Some farmers will face their lowest standard litre price in nine years as Muller slashed May milk cheques a further 0.85 pence per litre.
The third price cut this year means Muller Direct Milk farmers, formerly of Dairy Crest Direct, will see prices fall to 18.49ppl while Muller Milk Group farmers will see a price of 19.15ppl.
The cut for Direct Milk farmers takes prices below 19ppl for the first time since June 2007. Prices for these farmers have fallen more than 14ppl since the market peaked less than two years ago.

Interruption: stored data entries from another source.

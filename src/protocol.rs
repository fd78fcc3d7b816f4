//! Protocol adapter (C5): wraps a byte-stream connection (plain TCP or,
//! after `STARTTLS`, TLS) and exposes the SMTP-level `Send`/`GetCmd`/
//! `StartTls`/`Close` operations C6 drives.

use std::pin::Pin;
use std::task::{Context, Poll};

use tokio::io::{AsyncRead, AsyncReadExt, AsyncWrite, AsyncWriteExt, ReadBuf};
use tokio::net::TcpStream;
use tokio_rustls::server::TlsStream;
use tokio_rustls::TlsAcceptor;

use crate::command::{self, Command};
use crate::io::line::{self, LineError, MAX_CMD_LINE};
use crate::reply::Reply;

/// Either a bare TCP socket or, once `STARTTLS` has completed, a TLS stream
/// wrapping that same socket.
enum Stream {
    Plain(TcpStream),
    Tls(Box<TlsStream<TcpStream>>),
    /// Transient placeholder occupied only for the instant `start_tls`
    /// takes ownership of the plain socket to hand it to the acceptor.
    /// Never polled.
    Upgrading,
}

impl Stream {
    /// Drains whatever the peer has already pushed into the socket's
    /// receive buffer, so a command pipelined ahead of the TLS handshake
    /// cannot be smuggled in and misread as post-handshake input.
    fn discard_buffered_plaintext(&self) {
        let Stream::Plain(tcp) = self else { return };
        let mut scratch = [0u8; 4096];
        loop {
            match tcp.try_read(&mut scratch) {
                Ok(0) => break,
                Ok(_) => continue,
                Err(_) => break,
            }
        }
    }
}

impl AsyncRead for Stream {
    fn poll_read(self: Pin<&mut Self>, cx: &mut Context<'_>, buf: &mut ReadBuf<'_>) -> Poll<std::io::Result<()>> {
        match self.get_mut() {
            Stream::Plain(s) => Pin::new(s).poll_read(cx, buf),
            Stream::Tls(s) => Pin::new(s.as_mut()).poll_read(cx, buf),
            Stream::Upgrading => unreachable!("stream polled while mid-TLS-upgrade"),
        }
    }
}

impl AsyncWrite for Stream {
    fn poll_write(self: Pin<&mut Self>, cx: &mut Context<'_>, buf: &[u8]) -> Poll<std::io::Result<usize>> {
        match self.get_mut() {
            Stream::Plain(s) => Pin::new(s).poll_write(cx, buf),
            Stream::Tls(s) => Pin::new(s.as_mut()).poll_write(cx, buf),
            Stream::Upgrading => unreachable!("stream polled while mid-TLS-upgrade"),
        }
    }

    fn poll_flush(self: Pin<&mut Self>, cx: &mut Context<'_>) -> Poll<std::io::Result<()>> {
        match self.get_mut() {
            Stream::Plain(s) => Pin::new(s).poll_flush(cx),
            Stream::Tls(s) => Pin::new(s.as_mut()).poll_flush(cx),
            Stream::Upgrading => unreachable!("stream polled while mid-TLS-upgrade"),
        }
    }

    fn poll_shutdown(self: Pin<&mut Self>, cx: &mut Context<'_>) -> Poll<std::io::Result<()>> {
        match self.get_mut() {
            Stream::Plain(s) => Pin::new(s).poll_shutdown(cx),
            Stream::Tls(s) => Pin::new(s.as_mut()).poll_shutdown(cx),
            Stream::Upgrading => unreachable!("stream polled while mid-TLS-upgrade"),
        }
    }
}

#[derive(Debug, thiserror::Error)]
pub enum ProtocolError {
    #[error("command line exceeds {MAX_CMD_LINE} octets")]
    LineTooLong,
    #[error("connection closed")]
    ConnectionClosed,
    #[error("TLS handshake failed: {0}")]
    TlsHandshake(std::io::Error),
    #[error("STARTTLS requested but TLS is not available or already active")]
    TlsNotAvailable,
    #[error("io error: {0}")]
    Io(#[from] std::io::Error),
}

/// Wraps one accepted connection; owns the read/write half used by both
/// command parsing and, during `DATA`, the body reader (C3).
pub struct Protocol {
    stream: Stream,
    tls_active: bool,
}

impl Protocol {
    pub fn new(tcp: TcpStream) -> Self {
        Protocol {
            stream: Stream::Plain(tcp),
            tls_active: false,
        }
    }

    pub fn tls_active(&self) -> bool {
        self.tls_active
    }

    /// Serialises `reply` to wire form and writes it, CRLF-terminated.
    pub async fn send(&mut self, reply: &Reply) -> Result<(), ProtocolError> {
        self.stream.write_all(reply.to_wire().as_bytes()).await?;
        self.stream.flush().await?;
        Ok(())
    }

    /// Reads one command line and parses it.
    ///
    /// A line over the 512-octet cap is drained to the next newline and
    /// reported as [`ProtocolError::LineTooLong`]; the session survives.
    /// EOF is reported as [`ProtocolError::ConnectionClosed`].
    pub async fn get_cmd(&mut self) -> Result<Command, ProtocolError> {
        match line::read_until(b'\n', MAX_CMD_LINE, &mut self.stream).await {
            Ok(bytes) => {
                let line = String::from_utf8_lossy(&bytes);
                Ok(command::parse(&line))
            }
            Err(LineError::TooLong) => {
                let _ = line::skip_to_newline(&mut self.stream).await;
                Err(ProtocolError::LineTooLong)
            }
            Err(LineError::Eof) => Err(ProtocolError::ConnectionClosed),
            Err(LineError::Io(e)) => Err(ProtocolError::Io(e)),
        }
    }

    /// Reads one raw line without command parsing, for AUTH continuation
    /// exchanges (e.g. the base64 username/password lines of `AUTH LOGIN`).
    pub async fn read_line_raw(&mut self) -> Result<String, ProtocolError> {
        match line::read_until(b'\n', MAX_CMD_LINE, &mut self.stream).await {
            Ok(bytes) => Ok(String::from_utf8_lossy(&bytes).trim_end_matches(['\r', '\n']).to_string()),
            Err(LineError::TooLong) => {
                let _ = line::skip_to_newline(&mut self.stream).await;
                Err(ProtocolError::LineTooLong)
            }
            Err(LineError::Eof) => Err(ProtocolError::ConnectionClosed),
            Err(LineError::Io(e)) => Err(ProtocolError::Io(e)),
        }
    }

    /// Gives the DATA reader (C3) direct access to the underlying stream.
    pub fn reader(&mut self) -> &mut (impl AsyncRead + Unpin) {
        &mut self.stream
    }

    /// Upgrades the connection in place. Any plaintext already sitting in
    /// the socket's receive buffer is discarded first so a pipelined
    /// command cannot cross the TLS boundary.
    pub async fn start_tls(&mut self, acceptor: &TlsAcceptor) -> Result<(), ProtocolError> {
        if self.tls_active {
            return Err(ProtocolError::TlsNotAvailable);
        }
        self.stream.discard_buffered_plaintext();

        let tcp = match std::mem::replace(&mut self.stream, Stream::Upgrading) {
            Stream::Plain(tcp) => tcp,
            Stream::Tls(_) | Stream::Upgrading => unreachable!("tls_active checked above"),
        };
        let tls = acceptor
            .accept(tcp)
            .await
            .map_err(ProtocolError::TlsHandshake)?;
        self.stream = Stream::Tls(Box::new(tls));
        self.tls_active = true;
        Ok(())
    }

    pub async fn close(mut self) -> Result<(), ProtocolError> {
        self.stream.shutdown().await?;
        Ok(())
    }
}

Retail supplements are expected to boost milk cheques. In the latest milk payment these were worth an additional 1.89ppl to those on non-aligned contracts.
Muller pointed to the ’continuing extreme market volatility’ in announcing the cuts.
Lyndsay Chapman, agriculture director of Müller Milk and Ingredients said: "Market returns continue to be severely depressed creating an increasingly difficult trading environment as we approach the peak period of milk production.
"As a result, we unfortunately have to reflect this through a further reduction to our milk prices for May.
Direct Milk, Muller’s Dairy Producer Organisation, recognised the need for the supply chain to remain competitive but pointed to the ’inevitable long-term damage’ which would be caused through milk prices being at their current deficit.
Following the announcement, NFU Scotland pointed to the ’unprecedented depth’ of the current dairy industry crisis.
NFU Scotland’s milk policy manager, George Jamieson, said: "This latest cut by Muller means more than half of Scotland’s hard-pressed dairy farmers are entering the spring on a milk price that is below 20ppl.
"[It is] a staggeringly poor return for the work and effort which goes into producing fresh milk and dairy produce, further undermining confidence in the future of the sector in Scotland."